Thursday, June 04, 2020


I keep coming back to what I love; the music that moves my heart and can make me cry at the drop of a hat (don't reference the above picture, yet). Sure, at a given moment, most any stripe of music can move my eyes to water. But, for whatever reason, a hard swinging, deep grooving rhythm section (such as Oscar Peterson or Count Basie) can shut me down. It reaches into my heart, deeply. And if I am to follow my heart, I need to pay attention to just these things. And although it is only in the last decade or so that I've had even a remote understanding of head space vs. heart space (or knew of that heart space, much at all), it has always been there. I have always been who I am. When I was about 11 or 12, I stumbled onto a AM radio station, on a Sunday evening, with a signal that barely came in. But it grabbed me immediately. And every Sunday night thereafter, lying in bed, I would tune in, struggling to find the sweet spot on the dial (which would always, at some point, become a moving target). Sometimes the signal would improve, and I was delighted. Sometimes I would lose the signal altogether, and I would cry with sadness.
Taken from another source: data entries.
use std::future::Future;
use std::sync::Arc;

use tokio::runtime::Handle;
use tokio::sync::Mutex;

use crate::audit::AuditLogger;
use crate::config::ExecOptions;
use crate::deadline::OpGuard;
use crate::error::SqlGatewayError;
use crate::executor::{Executor, execute_batch_on, execute_on};
use crate::factory::{ConnectionFactory, Lease};
use crate::libsql::execute_batch;
use crate::results::QueryResult;
use crate::types::RowValues;

/// Lifecycle of a transaction.
///
/// `Aborted` is an open transaction in which a statement failed; it can only roll back.
#[derive(Debug, Clone, Copy, PartialEq, Eq)]
pub enum TxState {
    Open,
    Aborted,
    Committed,
    RolledBack,
}

impl TxState {
    #[must_use]
    pub fn is_terminal(self) -> bool {
        matches!(self, TxState::Committed | TxState::RolledBack)
    }
}

/// A mutating statement issued inside a transaction.
#[derive(Debug, Clone, PartialEq)]
pub struct QueryRecord {
    /// Id of the audit entry written for the statement.
    pub id: String,
    pub statement: String,
    pub arguments: Vec<RowValues>,
}

/// Transaction-scoped executor handed to handlers run with
/// [`Gateway::run_in_transaction`](crate::gateway::Gateway::run_in_transaction).
///
/// Statements run strictly in the order they are awaited. Clones share the same
/// transaction; once it is committed or rolled back every clone refuses new work.
/// If the last clone is dropped while the transaction is still open (the operation's
/// future was dropped), it is rolled back on a spawned task before the connection
/// goes back to the pool.
#[derive(Clone)]
pub struct TxHandle {
    inner: Arc<TxInner>,
}

struct TxInner {
    slot: Mutex<TxSlot>,
    audit: AuditLogger,
    guard: OpGuard,
}

struct TxSlot {
    lease: Option<Lease>,
    state: TxState,
    history: Vec<QueryRecord>,
}

impl TxSlot {
    fn usable(&self) -> Result<&Lease, SqlGatewayError> {
        match self.state {
            TxState::Open => self.lease.as_ref().ok_or(SqlGatewayError::TransactionFinished),
            TxState::Aborted => Err(SqlGatewayError::TransactionAborted),
            TxState::Committed | TxState::RolledBack => Err(SqlGatewayError::TransactionFinished),
        }
    }

    fn history_ids(&self) -> Vec<String> {
        self.history.iter().map(|r| r.id.clone()).collect()
    }
}

impl Drop for TxInner {
    fn drop(&mut self) {
        let slot = self.slot.get_mut();
        if slot.state.is_terminal() {
            return;
        }
        let Some(lease) = slot.lease.take() else {
            return;
        };
        slot.state = TxState::RolledBack;
        let ids = slot.history_ids();
        let audit = self.audit.clone();

        let Ok(handle) = Handle::try_current() else {
            tracing::error!("transaction dropped outside a runtime; discarding connection");
            audit.mark_errored(ids);
            lease.discard();
            return;
        };
        handle.spawn(async move {
            let rolled_back = match lease.connection() {
                Ok(conn) => execute_batch(conn, "ROLLBACK").await,
                Err(e) => Err(e),
            };
            tracing::warn!(statements = ids.len(), "dropped transaction rolled back");
            audit.mark_errored(ids);
            if let Err(e) = rolled_back {
                tracing::error!(error = %e, "rollback of dropped transaction failed; discarding connection");
                lease.discard();
            }
        });
    }
}

impl std::fmt::Debug for TxHandle {
    fn fmt(&self, f: &mut std::fmt::Formatter<'_>) -> std::fmt::Result {
        f.debug_struct("TxHandle").finish_non_exhaustive()
    }
}

impl TxHandle {
    async fn begin(
        lease: Lease,
        audit: AuditLogger,
        guard: OpGuard,
    ) -> Result<Self, SqlGatewayError> {
        // Take the write lock up front: a deferred transaction that reads before
        // writing can fail outright if another writer committed in between.
        guard.run(execute_batch(lease.connection()?, "BEGIN IMMEDIATE")).await?;
        Ok(Self {
            inner: Arc::new(TxInner {
                slot: Mutex::new(TxSlot {
                    lease: Some(lease),
                    state: TxState::Open,
                    history: Vec::new(),
                }),
                audit,
                guard,
            }),
        })
    }

    pub async fn state(&self) -> TxState {
        self.inner.slot.lock().await.state
    }

    /// Mutating statements issued so far, in order.
    pub async fn history(&self) -> Vec<QueryRecord> {
        self.inner.slot.lock().await.history.clone()
    }

    async fn commit(&self) -> Result<(), SqlGatewayError> {
        let mut slot = self.inner.slot.lock().await;
        let lease = slot.usable()?;
        self.inner
            .guard
            .run(execute_batch(lease.connection()?, "COMMIT"))
            .await?;
        slot.state = TxState::Committed;
        tracing::debug!(statements = slot.history.len(), "transaction committed");
        Ok(())
    }

    /// Roll back (once), then mark every recorded statement errored.
    ///
    /// Never fails: a rollback error is logged and the connection is discarded
    /// instead of being returned to the pool.
    async fn abandon(&self, cause: &str) {
        let mut slot = self.inner.slot.lock().await;
        if slot.state.is_terminal() {
            return;
        }
        let rolled_back = match slot.lease.as_ref() {
            Some(lease) => match lease.connection() {
                Ok(conn) => execute_batch(conn, "ROLLBACK").await,
                Err(e) => Err(e),
            },
            None => Err(SqlGatewayError::TransactionFinished),
        };
        if let Err(e) = rolled_back {
            tracing::error!(error = %e, cause, "rollback failed; discarding connection");
            if let Some(lease) = slot.lease.take() {
                lease.discard();
            }
        }
        slot.state = TxState::RolledBack;
        let ids = slot.history_ids();
        tracing::warn!(cause, statements = ids.len(), "transaction rolled back");
        self.inner.audit.mark_errored(ids);
    }

    /// Close the connection. Runs exactly once per transaction.
    async fn finish(&self) {
        let lease = self.inner.slot.lock().await.lease.take();
        drop(lease);
    }
}

impl Executor for TxHandle {
    async fn execute(
        &self,
        statement: &str,
        args: &[RowValues],
    ) -> Result<QueryResult, SqlGatewayError> {
        let mut slot = self.inner.slot.lock().await;
        let lease = slot.usable()?;
        let executed = execute_on(
            lease.connection()?,
            &self.inner.audit,
            &self.inner.guard,
            statement,
            args,
        )
        .await;
        if let Some(id) = executed.audit_id {
            slot.history.push(QueryRecord {
                id,
                statement: statement.to_owned(),
                arguments: args.to_vec(),
            });
        }
        if executed.result.is_err() {
            slot.state = TxState::Aborted;
            self.inner.audit.mark_errored(slot.history_ids());
        }
        executed.result
    }

    async fn execute_batch(&self, script: &str) -> Result<(), SqlGatewayError> {
        let mut slot = self.inner.slot.lock().await;
        let lease = slot.usable()?;
        let (result, id) = execute_batch_on(
            lease.connection()?,
            &self.inner.audit,
            &self.inner.guard,
            script,
        )
        .await;
        slot.history.push(QueryRecord {
            id,
            statement: script.to_owned(),
            arguments: Vec::new(),
        });
        if result.is_err() {
            slot.state = TxState::Aborted;
            self.inner.audit.mark_errored(slot.history_ids());
        }
        result
    }
}

/// Runs a body inside exactly one transaction on a fresh connection.
#[derive(Clone, Debug)]
pub struct TransactionCoordinator {
    factory: ConnectionFactory,
    audit: AuditLogger,
}

impl TransactionCoordinator {
    #[must_use]
    pub fn new(factory: ConnectionFactory, audit: AuditLogger) -> Self {
        Self { factory, audit }
    }

    /// Run `body` in a transaction.
    ///
    /// The body's value is returned after a successful commit. If the body fails,
    /// the deadline passes, the operation is cancelled, a statement failed, or the
    /// commit fails, the transaction is rolled back, every statement it recorded is
    /// marked errored in the audit trail, and the original error is returned. The
    /// connection is closed on every path.
    ///
    /// # Errors
    /// Whatever `body` returns, or `SqlGatewayError` (converted into `E`) for
    /// connection, begin, commit, deadline and cancellation failures.
    pub async fn run<T, E, F, Fut>(&self, options: &ExecOptions, body: F) -> Result<T, E>
    where
        F: FnOnce(TxHandle) -> Fut,
        Fut: Future<Output = Result<T, E>>,
        E: From<SqlGatewayError> + std::fmt::Display,
    {
        let guard = OpGuard::start(options);
        let lease = self.factory.open().await.map_err(E::from)?;
        let tx = TxHandle::begin(lease, self.audit.clone(), guard.clone())
            .await
            .map_err(E::from)?;

        let outcome = match guard.run(body(tx.clone())).await {
            Ok(value) => tx.commit().await.map(|()| value).map_err(E::from),
            Err(e) => Err(e),
        };
        if let Err(e) = &outcome {
            tx.abandon(&e.to_string()).await;
        }
        tx.finish().await;
        outcome
    }
}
It was my own private personal space. Thing was, I didn't know what the music was actually called. Eventually I was able to describe it as "old time jazz". But that still didn't really help me put a finger on it in a record store. Then, on one good signal night, I heard the word "Dixieland". It was all I needed. The next day, I walked (maybe I ran) to the neighborhood 7/11, which, believe it or not, had a record display. And I saw the word. Dukes of Dixieland. I bought my first record (now reference the above photo. I still have the record). I got a bit lucky, as this was a more swinging Dixieland approach, with a upright bass playing mostly in 4. So the itch was scratched. which, of course, only causes more itching. The chain reaction that connects that "now" to the current (and every other) now, weaving and creating the tapestry that it does, was underway. This discovery, at 11 (or so) years old, was one of my most important. Not because I bought a Dixieland record. But because a clear path was cut right in front of me to (unknowingly) begin the practice (or maybe better, discipline) of following my heart. And now I know. And now understand (I use that word cautiously these days) that in order to be myself, and to truly speak with my own voice, I am to bring all things into and through my heart. 
The young (around 30 y/o, I think) jazz saxophone phenom Chad LB, in an interview I read recently, expresses, in relatively simple language, what I can now recognize as mature wisdom. "Really focus on what you love about music... Let that naturally help you approach music. The most genuine musicians play the music they like."  For all that I might want to expand on the verbiage and nuance of expressing this, he actually nails it. So I'll shut up now.

1 Comments:

Blogger Greg Nichols said...

Wonderful story. I grew up similarly, listening to old records and recorded stories. I’ve had the fortune to replace many of them with new records. I cherish many of them.